5.30 Uhr
Ich war auf meiner allmorgendlichen Mission: einen erträglichen Sitzplatz finden. Ich stieg vorne ein. Wie jedes Mal mit dem festen Willen, bequem und gut zu sitzen. Die Bahn hatte wie immer ihre eigenen Pläne.
Bereits im ersten Waggon begann die Herausforderung. Kaum hatte ich mich hingesetzt, hörte ich ein markerschütterndes Husten, direkt hinter mir. Es war kein normaler Husten, es war das Husten eines Menschen, der noch nie von der Existenz eines Ellbogens gehört hatte.Ich bin die intoleranteste Frau
überhaupt und sprang hoch.
"Okay, das ist nicht mein Wagen", murmelte ich und zog weiter.
Im nächsten Abteil roch es - sagen wir mal, speziell.Ein wilder Mix aus altem Döner, billigem Parfüm und einem Hauch ungewaschener Socken. Vor mir saß ein Mann, dessen Tasche offenbar den Geruch von drei Wochen alten Turnzeug konservierte. Ich hielt die Luft an, wie ein Taucher, der in gefährliche Tiefen abtaucht. Ich ging weiter.
Wagen drei. Hoffnung keimte auf. Ein leerer Viererplatz. Doch kaum hatte ich
mich hingesetzt, begann es. Eine junge Frau hörte Handy ohne Kopfhörer. Irgendeine Reality-Show. Ich sah sie direkt an.
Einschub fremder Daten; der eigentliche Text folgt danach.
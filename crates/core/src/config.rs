//! Core runtime configuration.
//!
//! Configuration is resolved once at process startup and then passed into the services by
//! `Arc`. Request handling never reads process-wide environment variables, which keeps the
//! behaviour consistent across threads and test harnesses.

use crate::constants::{DEFAULT_STORAGE_DIR, UNKNOWN_IDENTIFIER};
use crate::{FilesError, FilesResult};
use std::path::{Path, PathBuf};

/// Core configuration resolved at startup.
#[derive(Clone, Debug)]
pub struct CoreConfig {
    storage_dir: PathBuf,
    pod_name: String,
    node_name: String,
}

impl CoreConfig {
    /// Create a new `CoreConfig`.
    ///
    /// `pod_name` and `node_name` are opaque identifiers reported by the health check; blank
    /// values are replaced with `"unknown"`.
    ///
    /// # Errors
    ///
    /// Returns `FilesError::InvalidConfig` if `storage_dir` is empty.
    pub fn new(
        storage_dir: PathBuf,
        pod_name: impl Into<String>,
        node_name: impl Into<String>,
    ) -> FilesResult<Self> {
        if storage_dir.as_os_str().is_empty() {
            return Err(FilesError::InvalidConfig(
                "storage directory cannot be empty".into(),
            ));
        }

        Ok(Self {
            storage_dir,
            pod_name: identifier_or_unknown(Some(pod_name.into())),
            node_name: identifier_or_unknown(Some(node_name.into())),
        })
    }

    /// Build a configuration from raw, optional environment values.
    ///
    /// Missing or blank values fall back to their documented defaults: the storage directory
    /// to [`DEFAULT_STORAGE_DIR`] and the identifiers to `"unknown"`.
    pub fn from_env_values(
        storage_dir: Option<String>,
        pod_name: Option<String>,
        node_name: Option<String>,
    ) -> FilesResult<Self> {
        let storage_dir = storage_dir
            .map(|v| v.trim().to_string())
            .filter(|v| !v.is_empty())
            .unwrap_or_else(|| DEFAULT_STORAGE_DIR.into());

        Self::new(
            PathBuf::from(storage_dir),
            identifier_or_unknown(pod_name),
            identifier_or_unknown(node_name),
        )
    }

    pub fn storage_dir(&self) -> &Path {
        &self.storage_dir
    }

    pub fn pod_name(&self) -> &str {
        &self.pod_name
    }

    pub fn node_name(&self) -> &str {
        &self.node_name
    }
}

fn identifier_or_unknown(value: Option<String>) -> String {
    value
        .map(|v| v.trim().to_string())
        .filter(|v| !v.is_empty())
        .unwrap_or_else(|| UNKNOWN_IDENTIFIER.into())
}
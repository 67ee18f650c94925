use filestore_types::{Filename, FilenameError};

/// Errors produced by the storage operations.
///
/// The first four variants are classified precisely; any other I/O problem is collapsed into
/// `StorageFailure` carrying the underlying message.
#[derive(Debug, thiserror::Error)]
pub enum FilesError {
    #[error("filename is required")]
    MissingField,
    #[error("invalid filename: {0}")]
    InvalidName(#[from] FilenameError),
    #[error("file \"{0}\" not found")]
    NotFound(Filename),
    #[error("file \"{0}\" contains binary data and cannot be displayed as text")]
    NotText(Filename),
    #[error("{0}")]
    StorageFailure(String),
    #[error("invalid configuration: {0}")]
    InvalidConfig(String),
}

pub type FilesResult<T> = std::result::Result<T, FilesError>;
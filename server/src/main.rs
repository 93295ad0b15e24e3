use std::net::SocketAddr;

use tokio::net::TcpListener;
use tracing::info;

use server::config::{load_tts_config, ServerConfig};
use server::{build_app, init_start_time, AppState};

#[tokio::main]
async fn main() -> anyhow::Result<()> {
    tracing_subscriber::fmt()
        .with_env_filter(
            tracing_subscriber::EnvFilter::try_from_default_env()
                .unwrap_or_else(|_| tracing_subscriber::EnvFilter::new("info")),
        )
        .init();

    let _ = dotenv::dotenv();

    async_main().await
}

async fn async_main() -> anyhow::Result<()> {
    info!("Starting Cartesia streaming reader...");

    let config = ServerConfig::from_env();
    // Missing credential is an operator error, reported before anything
    // else starts.
    let tts = load_tts_config()?;
    init_start_time();

    info!(
        "Server configuration loaded: port={}, rate_limit={}/min, model={}, voice={}, sample_rate={}",
        config.port, config.rate_limit_per_minute, tts.model_id, tts.voice_id, tts.sample_rate
    );

    let state = AppState::new(tts, config.clone());
    let app = build_app(state);

    let addr: SocketAddr = format!("0.0.0.0:{}", config.port).parse()?;

    let listener = TcpListener::bind(addr)
        .await
        .map_err(|e| anyhow::anyhow!("Failed to bind {addr}: {e}. Try a different PORT."))?;

    info!("Server listening on http://{addr}");
    axum::serve(listener, app).await?;
    Ok(())
}
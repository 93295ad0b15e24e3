//! Common utilities for integration tests

use std::time::Duration;

use axum::Router;
use cartesia_core::TtsConfig;
use server::config::ServerConfig;
use server::{build_app, AppState};

/// A synthesis config pointing at an address nothing listens on; good for
/// tests that never reach the connect step.
pub fn offline_tts_config() -> TtsConfig {
    TtsConfig {
        api_key: "test-key".to_string(),
        ws_url: "ws://127.0.0.1:9".to_string(),
        sample_rate: 8_000,
        min_chunk_seconds: 0.25,
        inactivity_timeout: Duration::from_secs(2),
        ..Default::default()
    }
}

/// Create a test app instance
pub fn create_test_app() -> Router {
    create_test_app_with(offline_tts_config())
}

/// Create a test app around a specific synthesis config (e.g. one pointed
/// at a local mock service).
pub fn create_test_app_with(tts: TtsConfig) -> Router {
    // Generous rate limit so polling loops in tests never trip it.
    let config = ServerConfig {
        rate_limit_per_minute: 600,
        ..Default::default()
    };
    build_app(AppState::new(tts, config))
}
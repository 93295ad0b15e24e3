use std::sync::Arc;

use chrono::{DateTime, Utc};
use tokio::sync::{mpsc, watch, Mutex};
use tokio::task::JoinHandle;
use tokio::time::timeout;
use tracing::{debug, info, warn};
use uuid::Uuid;

use audio_core::{split_transcript, AudioAssembler};

use crate::client::{RequestWriter, SynthClient};
use crate::config::TtsConfig;
use crate::error::TtsError;
use crate::protocol::{InboundMessage, SynthesisRequest};

/// MIME type of the emitted audio containers.
pub const WAV_MIME: &str = "audio/wav";

/// Consecutive malformed inbound messages tolerated before the session
/// gives up on the stream.
const MAX_PROTOCOL_ERRORS: u32 = 3;

/// Items delivered to the polling consumer, in insertion order. One
/// `Started` marker comes first, then zero or more `Audio` containers,
/// then exactly one terminal marker and nothing after it.
#[derive(Debug)]
pub enum HandoffItem {
    Started {
        context_id: String,
        started_at: DateTime<Utc>,
    },
    /// A self-contained `audio/wav` container ready for playback.
    Audio { wav: Vec<u8> },
    Completed,
    Failed { cause: String },
    Cancelled,
}

impl HandoffItem {
    pub fn is_terminal(&self) -> bool {
        matches!(
            self,
            HandoffItem::Completed | HandoffItem::Failed { .. } | HandoffItem::Cancelled
        )
    }
}

/// Where an active session is in its lifecycle.
#[derive(Debug, Clone, Copy, PartialEq, Eq)]
enum SessionState {
    Connecting,
    Streaming,
    Draining,
}

/// How the session ended. Exactly one of these becomes the terminal marker.
#[derive(Debug)]
enum Outcome {
    Completed,
    Failed(TtsError),
    Cancelled,
}

/// Control handle for one session, owned by the caller. Dropping the
/// handle does not stop the worker; call [`SessionHandle::cancel`].
pub struct SessionHandle {
    context_id: String,
    cancel: watch::Sender<bool>,
    task: JoinHandle<()>,
}

impl SessionHandle {
    pub fn context_id(&self) -> &str {
        &self.context_id
    }

    /// Signal cancellation. The background worker observes the signal at
    /// its next suspension point, stops all sends and receives, closes
    /// the connection, and pushes a single `Cancelled` marker.
    pub fn cancel(&self) {
        let _ = self.cancel.send(true);
    }

    pub fn is_finished(&self) -> bool {
        self.task.is_finished()
    }
}

/// Start a streaming synthesis session on a background task.
///
/// Returns the control handle and the consuming end of the hand-off
/// queue. The queue is the only structure shared with the consumer; the
/// audio buffer and session state stay exclusive to the worker.
pub fn start_session(
    config: TtsConfig,
    text: String,
) -> (SessionHandle, mpsc::UnboundedReceiver<HandoffItem>) {
    let (tx, rx) = mpsc::unbounded_channel();
    let (cancel_tx, cancel_rx) = watch::channel(false);
    let context_id = Uuid::new_v4().to_string();

    let task = tokio::spawn(run_session(config, text, context_id.clone(), tx, cancel_rx));

    (
        SessionHandle {
            context_id,
            cancel: cancel_tx,
            task,
        },
        rx,
    )
}

async fn run_session(
    config: TtsConfig,
    text: String,
    context_id: String,
    tx: mpsc::UnboundedSender<HandoffItem>,
    cancel: watch::Receiver<bool>,
) {
    // The consumer may be gone already (e.g. a newer session replaced this
    // one), so every hand-off send is best-effort.
    let _ = tx.send(HandoffItem::Started {
        context_id: context_id.clone(),
        started_at: Utc::now(),
    });

    match drive_session(&config, &text, &context_id, &tx, cancel).await {
        Outcome::Completed => {
            info!(%context_id, "session completed");
            let _ = tx.send(HandoffItem::Completed);
        }
        Outcome::Failed(err) => {
            warn!(%context_id, error = %err, "session failed");
            let _ = tx.send(HandoffItem::Failed {
                cause: err.to_string(),
            });
        }
        Outcome::Cancelled => {
            info!(%context_id, "session cancelled");
            let _ = tx.send(HandoffItem::Cancelled);
        }
    }
}

async fn drive_session(
    config: &TtsConfig,
    text: &str,
    context_id: &str,
    tx: &mpsc::UnboundedSender<HandoffItem>,
    mut cancel: watch::Receiver<bool>,
) -> Outcome {
    let mut state = SessionState::Connecting;
    debug!(%context_id, ?state, "session starting");

    let chunks = match split_transcript(text, config.max_chunk_chars) {
        Ok(chunks) => chunks,
        Err(e) => return Outcome::Failed(TtsError::Config(e.to_string())),
    };
    if chunks.is_empty() {
        // Nothing to synthesize; no reason to open a connection.
        return Outcome::Completed;
    }
    if *cancel.borrow() {
        return Outcome::Cancelled;
    }

    let client = SynthClient::new(config.clone());
    let connection = match client.connect().await {
        Ok(connection) => connection,
        Err(e) => return Outcome::Failed(e),
    };
    state = SessionState::Streaming;
    debug!(%context_id, ?state, chunks = chunks.len(), "streaming transcript");

    let (writer, mut reader) = connection.split();
    // Shared so the receive side can still issue the protocol cancel after
    // the send task has finished.
    let writer = Arc::new(Mutex::new(writer));

    let send_task = spawn_send_task(
        config.clone(),
        chunks,
        context_id.to_string(),
        Arc::clone(&writer),
        cancel.clone(),
    );

    let mut assembler = AudioAssembler::new(config.sample_rate, config.min_chunk_seconds);
    let mut protocol_errors = 0u32;

    let outcome = loop {
        let message = tokio::select! {
            _ = wait_cancelled(&mut cancel) => {
                let mut writer = writer.lock().await;
                if let Err(e) = writer.cancel(context_id).await {
                    debug!(%context_id, error = %e, "cancel message not delivered");
                }
                writer.close().await;
                break Outcome::Cancelled;
            }
            received = timeout(config.inactivity_timeout, reader.next_message()) => {
                match received {
                    Err(_) => break Outcome::Failed(TtsError::Timeout),
                    Ok(Ok(Some(message))) => message,
                    Ok(Ok(None)) => {
                        break Outcome::Failed(TtsError::StreamInterrupted(
                            "stream closed before completion".to_string(),
                        ));
                    }
                    Ok(Err(TtsError::Protocol(detail))) => {
                        protocol_errors += 1;
                        warn!(%context_id, %detail, "malformed message from service");
                        if protocol_errors >= MAX_PROTOCOL_ERRORS {
                            break Outcome::Failed(TtsError::Protocol(detail));
                        }
                        continue;
                    }
                    Ok(Err(e)) => break Outcome::Failed(e),
                }
            }
        };
        protocol_errors = 0;

        match message {
            InboundMessage::Chunk { data } => match assembler.offer(&data) {
                Ok(Some(wav)) => {
                    let _ = tx.send(HandoffItem::Audio { wav });
                }
                Ok(None) => {}
                Err(e) => break Outcome::Failed(TtsError::Decode(e)),
            },
            InboundMessage::Done => {
                state = SessionState::Draining;
                debug!(%context_id, ?state, leftover = assembler.buffered_bytes(), "draining");
                if let Some(wav) = assembler.flush() {
                    let _ = tx.send(HandoffItem::Audio { wav });
                }
                break Outcome::Completed;
            }
            InboundMessage::Error { message } => {
                break Outcome::Failed(TtsError::Service(message));
            }
            InboundMessage::Unknown => {
                debug!(%context_id, "ignoring unrecognized message type");
            }
        }
    };

    send_task.abort();
    outcome
}

/// Resolves when cancellation is signalled; pends forever once the handle
/// is gone and cancellation can no longer arrive.
async fn wait_cancelled(cancel: &mut watch::Receiver<bool>) {
    loop {
        if *cancel.borrow() {
            return;
        }
        if cancel.changed().await.is_err() {
            std::future::pending::<()>().await;
        }
    }
}

fn spawn_send_task(
    config: TtsConfig,
    chunks: Vec<String>,
    context_id: String,
    writer: Arc<Mutex<RequestWriter>>,
    cancel: watch::Receiver<bool>,
) -> JoinHandle<()> {
    tokio::spawn(async move {
        let last = chunks.len() - 1;
        for (idx, chunk) in chunks.iter().enumerate() {
            if *cancel.borrow() {
                return;
            }
            let continues = idx < last;
            // Trailing space keeps word separation intact when the service
            // concatenates consecutive transcripts.
            let transcript = if continues {
                format!("{chunk} ")
            } else {
                chunk.clone()
            };
            let request = SynthesisRequest::new(&config, &transcript, &context_id, continues);
            let mut writer = writer.lock().await;
            if let Err(e) = writer.send_chunk(&request).await {
                // The receive loop will observe the broken transport.
                warn!(%context_id, error = %e, "failed to send transcript chunk");
                return;
            }
        }
        debug!(%context_id, chunks = chunks.len(), "transcript fully sent");
    })
}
Sie lächelte mich an, als wollte sie sagen: "Ist doch Unterhaltung".
Wagen vier: Hier saßen kaum Leute. Endlich, dachte ich. Doch genau in diesem Moment schoß ein unangenehmer Geruch in meine Nase. Es war ein Parfum- oder eigentlich eher ein chemisches Attentat. Da hatte jemand versucht, Vanille mit Kloreiniger zu kombinieren. Ich hielt es nur 15 Sekunden lang aus.
"Vielleicht sollte ich stehen bleiben", überlegte ich.
Im letzten Wagen angekommen, fand ich endlich den perfekten Platz. Ich war froh - und Morgen? Da steige ich direkt in den letzen Wagen ein. Vielleicht.